[whatwg] <link rel=icon width="" height="">
Maciej Stachowiak
mjs at apple.com
Wed Apr 30 01:34:22 PDT 2008
On Apr 30, 2008, at 12:41 AM, Charles Iliya Krempeaux wrote:
> Hello,
>
> On Wed, Apr 30, 2008 at 12:19 AM, Maciej Stachowiak <mjs at apple.com>
> wrote:
>
> On Apr 29, 2008, at 11:54 PM, Charles Iliya Krempeaux wrote:
>
> [...]
>
>
> In practice, these things usually do not matter when using an icon
> in the user interface. But the sizes available do matter. I would
> not want to download a 512x512 icon for use as an iPhone homescreen
> icon (it's not anywhere near the right size) but it is irrelevant
> whether the compression is lossy or how colors are represented. I
> would prefer a multisize icon with a wide size range for Mac OS X or
> Windows Vista but not for Windows XP or most mobile platforms.
>
>
> True... for an iPhone that might be the case. Or even Mac OS X or
> Windows Vista. But it might become important in usages of this
> metadata beyond just icons.
>
> For example, consider a photo blogging example...
>
> <link rel="enclosure" type="image/png" width="64" height="48"

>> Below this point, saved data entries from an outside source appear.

//! File scanner (§4.1): walks a root, filters by extension and
//! ignore-patterns, emits [`FileInfo`] lazily.

use std::path::Path;

use codegraph_domain::constants::languages;
use codegraph_domain::entities::FileInfo;
use codegraph_domain::value_objects::Language;
use codegraph_utils::paths::relative_to;
use globset::{Glob, GlobSet, GlobSetBuilder};
use ignore::WalkBuilder;
use tracing::warn;

/// Scans a directory tree for source files recognized by [`Language`].
pub struct Scanner {
    ignore_globs: GlobSet,
}

impl Scanner {
    /// Build a scanner whose ignore list matches any path *component*
    /// against `ignore_patterns` (§4.1's per-component ignore rule).
    pub fn new(ignore_patterns: &[String]) -> Self {
        let mut builder = GlobSetBuilder::new();
        for pattern in ignore_patterns {
            if let Ok(glob) = Glob::new(pattern) {
                builder.add(glob);
            } else {
                warn!(pattern, "ignoring invalid scanner ignore-pattern");
            }
        }
        let ignore_globs = builder.build().unwrap_or_else(|_| GlobSetBuilder::new().build().expect("empty GlobSet always builds"));
        Self { ignore_globs }
    }

    /// Walk `root`, returning every recognized, non-ignored file as a
    /// [`FileInfo`]. Unreadable files are logged and skipped, not
    /// propagated as an error (§4.1).
    pub fn scan(&self, root: &Path) -> Vec<FileInfo> {
        let mut out = Vec::new();

        for entry in WalkBuilder::new(root).hidden(false).git_ignore(true).build() {
            let entry = match entry {
                Ok(entry) => entry,
                Err(err) => {
                    warn!(%err, "scanner: unreadable directory entry");
                    continue;
                }
            };

            if !entry.file_type().is_some_and(|ft| ft.is_file()) {
                continue;
            }

            let absolute_path = entry.path().to_path_buf();

            if self.is_ignored(&absolute_path, root) {
                continue;
            }

            let Some(language) = language_for(&absolute_path) else {
                continue;
            };

            let bytes = match std::fs::read(&absolute_path) {
                Ok(bytes) => bytes,
                Err(err) => {
                    warn!(path = %absolute_path.display(), %err, "scanner: failed to read file, skipping");
                    continue;
                }
            };

            let relative_path = relative_to(root, &absolute_path);
            out.push(FileInfo::from_bytes(absolute_path, relative_path, language, &bytes));
        }

        out
    }

    fn is_ignored(&self, path: &Path, root: &Path) -> bool {
        let relative = relative_to(root, path);
        relative.components().any(|component| self.ignore_globs.is_match(component.as_os_str()))
    }
}

/// Language for `path`'s extension, matched case-insensitively (§4.1).
#[must_use]
pub fn language_for(path: &Path) -> Option<Language> {
    let ext = path.extension()?.to_str()?.to_lowercase();
    languages::ALL.into_iter().find(|lang| lang.extensions().contains(&ext.as_str()))
}

#[cfg(test)]
mod tests {
    use super::*;
    use std::fs;

    #[test]
    fn scans_recognized_files_and_skips_unrecognized() {
        let dir = tempfile::tempdir().unwrap();
        fs::write(dir.path().join("a.py"), "x = 1\n").unwrap();
        fs::write(dir.path().join("notes.txt"), "hello\n").unwrap();

        let scanner = Scanner::new(&[]);
        let files = scanner.scan(dir.path());

        assert_eq!(files.len(), 1);
        assert_eq!(files[0].language, Language::Python);
    }

    #[test]
    fn ignore_pattern_matches_any_path_component() {
        let dir = tempfile::tempdir().unwrap();
        fs::create_dir(dir.path().join("node_modules")).unwrap();
        fs::write(dir.path().join("node_modules/dep.js"), "x\n").unwrap();
        fs::write(dir.path().join("main.js"), "x\n").unwrap();

        let scanner = Scanner::new(&["node_modules".to_owned()]);
        let files = scanner.scan(dir.path());

        assert_eq!(files.len(), 1);
        assert!(files[0].relative_path.ends_with("main.js"));
    }

    #[test]
    fn extension_matching_is_case_insensitive() {
        let dir = tempfile::tempdir().unwrap();
        fs::write(dir.path().join("Main.RS"), "fn main() {}\n").unwrap();

        let scanner = Scanner::new(&[]);
        let files = scanner.scan(dir.path());

        assert_eq!(files.len(), 1);
        assert_eq!(files[0].language, Language::Rust);
    }
}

> compressioning="lossless" coloring="paletted" href="A.png">
>
> <link rel="enclosure" type="image/png" width="640" height="480"
> compressioning="lossless" coloring="truecolor" href="B.png">
> <link rel="enclosure" type="image/png" width="640" height="480"
> compressioning="lossless" coloring="grayscale" href="C.png">
>
> <link rel="enclosure" type="image/jpeg" width="2560" height="1920"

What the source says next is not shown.